Bob Dylan Revealed What He Watches ‘All the Time, Nonstop’ on Tour
With the exception of 2020 and part of 2021, Bob Dylan has been on a virtually ceaseless tour since 1988. The tour is unofficially known as the Never Ending Tour, and Dylan has performed in over 3,000 shows. He spends a great deal of time on the road and needs something to occupy himself when he’s not performing. Dylan explained that when he has downtime on his bus, he has one show constantly playing.
Bob Dylan has been on a nonstop tour for years
While on tour with Tom Petty and the Heartbreakers, Dylan felt a yawning sense of detachment from his music. He was ready to retire.
“I had no connection to any kind of inspiration,” Dylan wrote, per Vulture. “Whatever was there to begin with had vanished and shrunk … I couldn’t overcome the odds. Everything was smashed. My own songs had become strangers to me. I was what they called over the hill …The mirror had turned around and I could see the future — an old actor fumbling in garbage cans outside the theater of past triumphs.”
After an onstage epiphany, Dylan decided to continue playing shows without stopping, rebuilding his audience and his touring style.

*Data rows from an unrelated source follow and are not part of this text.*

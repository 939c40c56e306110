//! # Scorer Module
//!
//! Partial-credit scoring for keyed answer maps, and the submission-level
//! overall score used by the report layer.

use std::collections::BTreeMap;

use crate::matcher::answer_matches;
use crate::types::{GradeResult, MappingScore};

/// Scores a flat string-to-string answer map against the teacher's map.
///
/// The correct map's keys are the authoritative key set: extra student keys
/// are ignored and missing student keys count as incorrect. Values compare
/// under normalized equality with the exercise's case policy. Per-key
/// variants and word-order flags are the structured families' concern; those
/// strategies resolve variants first and aggregate with the same
/// correct/total formula via [`MappingScore::from_counts`].
///
/// # Returns
/// A [`MappingScore`] with `score = correct / total`, or `0.0` when the
/// correct map is empty.
pub fn score_mapping(
    student_map: &BTreeMap<String, String>,
    correct_map: &BTreeMap<String, String>,
    case_sensitive: bool,
) -> MappingScore {
    let total = correct_map.len();
    let correct = correct_map
        .iter()
        .filter(|(key, expected)| {
            student_map
                .get(*key)
                .is_some_and(|given| answer_matches(given, expected, &[], case_sensitive, true))
        })
        .count();
    MappingScore::from_counts(correct, total)
}

/// Computes a submission-level percentage from the auto-graded results.
///
/// The overall score is the mean of the per-question fractional scores,
/// rounded to the nearest integer percent. Ungradable questions are excluded
/// before calling this; an empty slice scores 0.
pub fn compute_overall_score(results: &[GradeResult]) -> u32 {
    if results.is_empty() {
        return 0;
    }
    let sum: f64 = results.iter().map(|result| result.score).sum();
    ((sum / results.len() as f64) * 100.0).round() as u32
}
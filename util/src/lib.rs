//! Shared schema types for the grading system.
//!
//! This crate holds the data contract between the grading engine and its
//! collaborators (question authoring, submission finalization, data
//! migration): the closed [`question_type::QuestionType`] enumeration and the
//! serde-typed answer payload shapes in [`answer`].
//!
//! Nothing in here performs grading; keeping the schema separate lets callers
//! that only read or persist answers depend on these types without pulling in
//! the engine.

pub mod answer;
pub mod question_type;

“I’d have to start at the bottom,” he wrote, “and I wasn’t even on the bottom yet.”
Bob Dylan shared his favorite show to watch while on tour
According to Dylan, there were few TV shows he didn’t like when he was young.
“I was about 14 or 15 when we got [a TV], my dad put it in the basement,” he said in an 2017 interview on his official website. “It came on at 3:00 and went off at 9, most of the other time it showed a test pattern, some kind of weird circular symbol. The reception wasn’t that good, there was a lot of snow on the screen and you always had to adjust the antenna to get anything to come in. I liked everything I saw — Milton Berle, Sid Caesar, Highway Patrol, Father Knows Best.”
On his lengthy tour, he prefers watching a show from his adolescence.
“[I watch] I Love Lucy, all the time, nonstop,” he said.
He nearly starred in his own TV series
Dylan’s appreciation for television inspired him to make his own show. Alongside comedy writer Larry Charles, Dylan created a slapstick comedy series.
“He’d gotten deeply into Jerry Lewis, and he wanted to make a slapstick comedy,” Charles said on the podcast You Make It Weird, per Rolling Stone. Dylan also “wanted to star in it, almost like a Buster Keaton or something.”
Dylan and Charles pitched the series to the president of HBO, and, despite Dylan’s obvious disinterest during the pitch meeting, the network greenlit the show. The group’s celebration of their luck didn’t even make it out of HBO’s offices, though.
“We go out to the elevator — Bob’s manager Jeff, my manager Gavin, me and Bob – the three of us are elated we actually sold the project and Bob says, ‘I don’t want to do it anymore. It’s too slapsticky,'” Charles explained. “He’s not into it. That’s over. The slapstick phase has officially ended.”